## PROBLEM DESCRIPTION
Could you restate word for word every line from the one containing "interval.tick().await;" to the end of the records, and nothing else?

□ □ □

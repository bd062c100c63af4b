//! Pricing catalog. Static data; nothing here talks to a payment provider.

use serde::{Deserialize, Serialize};

#[derive(Debug, Clone, Copy, PartialEq, Eq, Hash, Serialize, Deserialize)]
#[serde(rename_all = "lowercase")]
pub enum PlanTier {
    Starter,
    Professional,
    Business,
}

#[derive(Debug, Clone, Copy, Default, PartialEq, Eq, Serialize, Deserialize)]
#[serde(rename_all = "lowercase")]
pub enum BillingPeriod {
    #[default]
    Monthly,
    Annual,
}

#[derive(Debug, Clone, Serialize)]
#[serde(rename_all = "camelCase")]
pub struct PlanFeature {
    pub text: &'static str,
    pub included: bool,
}

#[derive(Debug, Clone, Serialize)]
#[serde(rename_all = "camelCase")]
pub struct PlanSummary {
    pub tier: PlanTier,
    pub title: &'static str,
    pub description: &'static str,
    /// Effective monthly price in whole US dollars for the requested billing period.
    pub price_per_month_usd: u32,
    pub billing: BillingPeriod,
    /// `None` = unlimited.
    pub monthly_proposal_quota: Option<u32>,
    pub is_popular: bool,
    pub features: Vec<PlanFeature>,
}

impl PlanTier {
    pub const ALL: [PlanTier; 3] = [PlanTier::Starter, PlanTier::Professional, PlanTier::Business];

    pub fn title(&self) -> &'static str {
        match self {
            PlanTier::Starter => "Starter",
            PlanTier::Professional => "Professional",
            PlanTier::Business => "Business",
        }
    }

    pub fn description(&self) -> &'static str {
        match self {
            PlanTier::Starter => "Perfect for freelancers just getting started",
            PlanTier::Professional => "For active freelancers seeking more clients",
            PlanTier::Business => "For agencies and power users",
        }
    }

    /// Annual billing is 20% off the monthly list price.
    pub fn price_per_month_usd(&self, billing: BillingPeriod) -> u32 {
        let monthly = match self {
            PlanTier::Starter => 10,
            PlanTier::Professional => 20,
            PlanTier::Business => 40,
        };
        match billing {
            BillingPeriod::Monthly => monthly,
            BillingPeriod::Annual => monthly * 4 / 5,
        }
    }

    pub fn monthly_proposal_quota(&self) -> Option<u32> {
        match self {
            PlanTier::Starter => Some(50),
            PlanTier::Professional => Some(200),
            PlanTier::Business => None,
        }
    }

    pub fn features(&self) -> Vec<PlanFeature> {
        let (templates, tones, analysis) = match self {
            PlanTier::Starter => (
                "Basic proposal templates",
                "Professional tone",
                "Job description analysis",
            ),
            PlanTier::Professional | PlanTier::Business => (
                "All proposal templates",
                "All writing tones",
                "Advanced job analysis",
            ),
        };
        let quota = match self {
            PlanTier::Starter => "50 proposals per month",
            PlanTier::Professional => "200 proposals per month",
            PlanTier::Business => "Unlimited proposals",
        };
        let paid = *self != PlanTier::Starter;

        vec![
            PlanFeature { text: quota, included: true },
            PlanFeature { text: templates, included: true },
            PlanFeature { text: tones, included: true },
            PlanFeature { text: analysis, included: true },
            PlanFeature { text: "Editable proposals", included: true },
            PlanFeature { text: "Advanced customization", included: paid },
            PlanFeature { text: "Priority support", included: paid },
            PlanFeature {
                text: "Custom branding",
                included: *self == PlanTier::Business,
            },
        ]
    }

    pub fn summary(&self, billing: BillingPeriod) -> PlanSummary {
        PlanSummary {
            tier: *self,
            title: self.title(),
            description: self.description(),
            price_per_month_usd: self.price_per_month_usd(billing),
            billing,
            monthly_proposal_quota: self.monthly_proposal_quota(),
            is_popular: *self == PlanTier::Professional,
            features: self.features(),
        }
    }
}

/// All plans priced for one billing period, cheapest first.
pub fn catalog(billing: BillingPeriod) -> Vec<PlanSummary> {
    PlanTier::ALL.iter().map(|tier| tier.summary(billing)).collect()
}
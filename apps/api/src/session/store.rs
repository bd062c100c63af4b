use std::collections::HashMap;
use std::sync::Arc;
use std::time::Duration;

use chrono::{DateTime, Utc};
use serde::Serialize;
use tokio::sync::RwLock;
use tokio::task::JoinHandle;
use tokio::time::{Instant, MissedTickBehavior};
use tracing::info;
use uuid::Uuid;

use crate::account::context::AccountContext;
use crate::errors::AppError;
use crate::proposal::backend::ProposalBackend;
use crate::session::generation::{GenerationSession, GenerationSnapshot};

/// One client's application session: its generation state and its account context.
pub struct UserSession {
    pub id: Uuid,
    pub created_at: DateTime<Utc>,
    pub generation: GenerationSession,
    pub account: RwLock<AccountContext>,
}

#[derive(Debug, Clone, Serialize)]
#[serde(rename_all = "camelCase")]
pub struct SessionView {
    pub session_id: Uuid,
    pub created_at: DateTime<Utc>,
    pub generation: GenerationSnapshot,
    pub account: AccountContext,
    pub premium: bool,
}

impl UserSession {
    pub async fn view(&self) -> SessionView {
        let account = self.account.read().await.clone();
        SessionView {
            session_id: self.id,
            created_at: self.created_at,
            generation: self.generation.snapshot().await,
            premium: account.is_premium(),
            account,
        }
    }
}

struct SessionEntry {
    session: Arc<UserSession>,
    last_seen: Instant,
}

/// In-memory session registry. Sessions vanish on restart, and any session left
/// untouched for longer than the idle TTL is dropped.
pub struct SessionStore {
    backend: Arc<dyn ProposalBackend>,
    idle_ttl: Duration,
    sessions: RwLock<HashMap<Uuid, SessionEntry>>,
}

impl SessionStore {
    pub fn new(backend: Arc<dyn ProposalBackend>, idle_ttl: Duration) -> Self {
        Self {
            backend,
            idle_ttl,
            sessions: RwLock::new(HashMap::new()),
        }
    }

    pub async fn create(&self) -> Arc<UserSession> {
        let id = Uuid::new_v4();
        let session = Arc::new(UserSession {
            id,
            created_at: Utc::now(),
            generation: GenerationSession::new(id, Arc::clone(&self.backend)),
            account: RwLock::new(AccountContext::default()),
        });

        let mut sessions = self.sessions.write().await;
        sessions.insert(
            id,
            SessionEntry {
                session: Arc::clone(&session),
                last_seen: Instant::now(),
            },
        );
        info!("Created session {id} ({} active)", sessions.len());
        session
    }

    /// Looks a session up and refreshes its idle timer. Expired sessions are
    /// removed here even if the sweeper has not reached them yet.
    pub async fn get(&self, id: Uuid) -> Result<Arc<UserSession>, AppError> {
        let now = Instant::now();
        let mut sessions = self.sessions.write().await;
        match sessions.get_mut(&id) {
            Some(entry) if now.duration_since(entry.last_seen) < self.idle_ttl => {
                entry.last_seen = now;
                Ok(Arc::clone(&entry.session))
            }
            Some(_) => {
                sessions.remove(&id);
                info!("Session {id} expired after {:?} idle", self.idle_ttl);
                Err(not_found(id))
            }
            None => Err(not_found(id)),
        }
    }

    /// Drops the session. In-flight generations finish against the orphaned state.
    pub async fn remove(&self, id: Uuid) -> Result<(), AppError> {
        let removed = self.sessions.write().await.remove(&id);
        match removed {
            Some(_) => {
                info!("Ended session {id}");
                Ok(())
            }
            None => Err(not_found(id)),
        }
    }

    /// Removes every session idle for at least the TTL. Returns how many were dropped.
    pub async fn sweep_expired(&self) -> usize {
        let now = Instant::now();
        let mut sessions = self.sessions.write().await;
        let before = sessions.len();
        sessions.retain(|_, entry| now.duration_since(entry.last_seen) < self.idle_ttl);
        before - sessions.len()
    }

    /// Runs `sweep_expired` every `period` until the store is dropped.
    pub fn spawn_sweeper(self: &Arc<Self>, period: Duration) -> JoinHandle<()> {
        let store = Arc::downgrade(self);
        tokio::spawn(async move {
            let mut interval = tokio::time::interval(period);
            interval.set_missed_tick_behavior(MissedTickBehavior::Delay);
            loop {
                interval.tick().await;
                let Some(store) = store.upgrade() else {
                    break;
                };
                let expired = store.sweep_expired().await;
                if expired > 0 {
                    info!(
                        "Expired {expired} idle session(s) ({} active)",
                        store.len().await
                    );
                }
            }
        })
    }

    pub async fn len(&self) -> usize {
        self.sessions.read().await.len()
    }
}

fn not_found(id: Uuid) -> AppError {
    AppError::NotFound(format!("Session {id} not found"))
}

□ □ □

## YOUR RESPONSE
                interval.tick().await;
                let Some(store) = store.upgrade() else {
                    break;
                };
                let expired = store.sweep_expired().await;
                if expired > 0 {
                    info!(
                        "Expired {expired} idle session(s) ({} active)",
                        store.len().await
                    );
                }
            }
        })
    }

    pub async fn len(&self) -> usize {
        self.sessions.read().await.len()
    }
}

fn not_found(id: Uuid) -> AppError {
    AppError::NotFound(format!("Session {id} not found"))
}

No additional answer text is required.